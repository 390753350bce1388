//! Cart provider trait and in-memory implementation.

use std::collections::HashMap;
use std::sync::{Arc, RwLock};

use async_trait::async_trait;
use common::UserId;
use domain::{Cart, CartItem};

use crate::error::ServiceError;

const SERVICE: &str = "cart-provider";

/// Supplies the current cart for a user and supports clearing it.
#[async_trait]
pub trait CartProvider: Send + Sync {
    /// Returns the user's cart, or `None` if they have none.
    async fn get_cart(&self, user_id: &UserId) -> Result<Option<Cart>, ServiceError>;

    /// Deletes the user's cart entry. Irreversible.
    async fn clear_cart(&self, user_id: &UserId) -> Result<(), ServiceError>;
}

#[derive(Debug, Default)]
struct InMemoryCartState {
    carts: HashMap<UserId, Cart>,
    fail_on_get: bool,
    fail_on_clear: bool,
    clear_count: usize,
}

/// In-memory cart provider.
///
/// Besides the core-facing trait it supports the cart CRUD the HTTP surface
/// exposes: adding and removing line items.
#[derive(Debug, Clone, Default)]
pub struct InMemoryCartProvider {
    state: Arc<RwLock<InMemoryCartState>>,
}

impl InMemoryCartProvider {
    /// Creates a new empty cart provider.
    pub fn new() -> Self {
        Self::default()
    }

    /// Adds an item to the user's cart, creating the cart if needed.
    pub fn add_item(&self, user_id: &UserId, item: CartItem) -> Cart {
        let mut state = self.state.write().unwrap();
        let cart = state
            .carts
            .entry(user_id.clone())
            .or_insert_with(|| Cart::new(user_id.clone()));
        cart.items.push(item);
        cart.clone()
    }

    /// Removes a line item by its ID. Returns the updated cart, or `None`
    /// if the user has no cart.
    pub fn remove_item(&self, user_id: &UserId, item_id: &str) -> Option<Cart> {
        let mut state = self.state.write().unwrap();
        let cart = state.carts.get_mut(user_id)?;
        cart.items.retain(|item| item.id != item_id);
        Some(cart.clone())
    }

    /// Returns how many times carts were cleared.
    pub fn clear_count(&self) -> usize {
        self.state.read().unwrap().clear_count
    }

    /// Returns true if the user currently has a cart entry.
    pub fn has_cart(&self, user_id: &UserId) -> bool {
        self.state.read().unwrap().carts.contains_key(user_id)
    }

    /// Configures the provider to fail on the next cart lookup.
    pub fn set_fail_on_get(&self, fail: bool) {
        self.state.write().unwrap().fail_on_get = fail;
    }

    /// Configures the provider to fail on the next clear call.
    pub fn set_fail_on_clear(&self, fail: bool) {
        self.state.write().unwrap().fail_on_clear = fail;
    }
}

#[async_trait]
impl CartProvider for InMemoryCartProvider {
    async fn get_cart(&self, user_id: &UserId) -> Result<Option<Cart>, ServiceError> {
        let state = self.state.read().unwrap();
        if state.fail_on_get {
            return Err(ServiceError::new(SERVICE, "cart store unavailable"));
        }
        Ok(state.carts.get(user_id).cloned())
    }

    async fn clear_cart(&self, user_id: &UserId) -> Result<(), ServiceError> {
        let mut state = self.state.write().unwrap();
        if state.fail_on_clear {
            return Err(ServiceError::new(SERVICE, "cart store unavailable"));
        }
        state.carts.remove(user_id);
        state.clear_count += 1;
        Ok(())
    }
}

> Your objective: Would you return the full set of entries, unchanged in every detail?

> Output:
repository 390753350bce1388
//! Cart provider trait and in-memory implementation.

use std::collections::HashMap;
use std::sync::{Arc, RwLock};

use async_trait::async_trait;
use common::UserId;
use domain::{Cart, CartItem};

use crate::error::ServiceError;

const SERVICE: &str = "cart-provider";

/// Supplies the current cart for a user and supports clearing it.
#[async_trait]
pub trait CartProvider: Send + Sync {
    /// Returns the user's cart, or `None` if they have none.
    async fn get_cart(&self, user_id: &UserId) -> Result<Option<Cart>, ServiceError>;

    /// Deletes the user's cart entry. Irreversible.
    async fn clear_cart(&self, user_id: &UserId) -> Result<(), ServiceError>;
}

#[derive(Debug, Default)]
struct InMemoryCartState {
    carts: HashMap<UserId, Cart>,
    fail_on_get: bool,
    fail_on_clear: bool,
    clear_count: usize,
}

/// In-memory cart provider.
///
/// Besides the core-facing trait it supports the cart CRUD the HTTP surface
/// exposes: adding and removing line items.
#[derive(Debug, Clone, Default)]
pub struct InMemoryCartProvider {
    state: Arc<RwLock<InMemoryCartState>>,
}

impl InMemoryCartProvider {
    /// Creates a new empty cart provider.
    pub fn new() -> Self {
        Self::default()
    }

    /// Adds an item to the user's cart, creating the cart if needed.
    pub fn add_item(&self, user_id: &UserId, item: CartItem) -> Cart {
        let mut state = self.state.write().unwrap();
        let cart = state
            .carts
            .entry(user_id.clone())
            .or_insert_with(|| Cart::new(user_id.clone()));
        cart.items.push(item);
        cart.clone()
    }

    /// Removes a line item by its ID. Returns the updated cart, or `None`
    /// if the user has no cart.
    pub fn remove_item(&self, user_id: &UserId, item_id: &str) -> Option<Cart> {
        let mut state = self.state.write().unwrap();
        let cart = state.carts.get_mut(user_id)?;
        cart.items.retain(|item| item.id != item_id);
        Some(cart.clone())
    }

    /// Returns how many times carts were cleared.
    pub fn clear_count(&self) -> usize {
        self.state.read().unwrap().clear_count
    }

    /// Returns true if the user currently has a cart entry.
    pub fn has_cart(&self, user_id: &UserId) -> bool {
        self.state.read().unwrap().carts.contains_key(user_id)
    }

    /// Configures the provider to fail on the next cart lookup.
    pub fn set_fail_on_get(&self, fail: bool) {
        self.state.write().unwrap().fail_on_get = fail;
    }

    /// Configures the provider to fail on the next clear call.
    pub fn set_fail_on_clear(&self, fail: bool) {
        self.state.write().unwrap().fail_on_clear = fail;
    }
}

#[async_trait]
impl CartProvider for InMemoryCartProvider {
    async fn get_cart(&self, user_id: &UserId) -> Result<Option<Cart>, ServiceError> {
        let state = self.state.read().unwrap();
        if state.fail_on_get {
            return Err(ServiceError::new(SERVICE, "cart store unavailable"));
        }
        Ok(state.carts.get(user_id).cloned())
    }

    async fn clear_cart(&self, user_id: &UserId) -> Result<(), ServiceError> {
        let mut state = self.state.write().unwrap();
        if state.fail_on_clear {
            return Err(ServiceError::new(SERVICE, "cart store unavailable"));
        }
        state.carts.remove(user_id);
        state.clear_count += 1;
        Ok(())
    }
}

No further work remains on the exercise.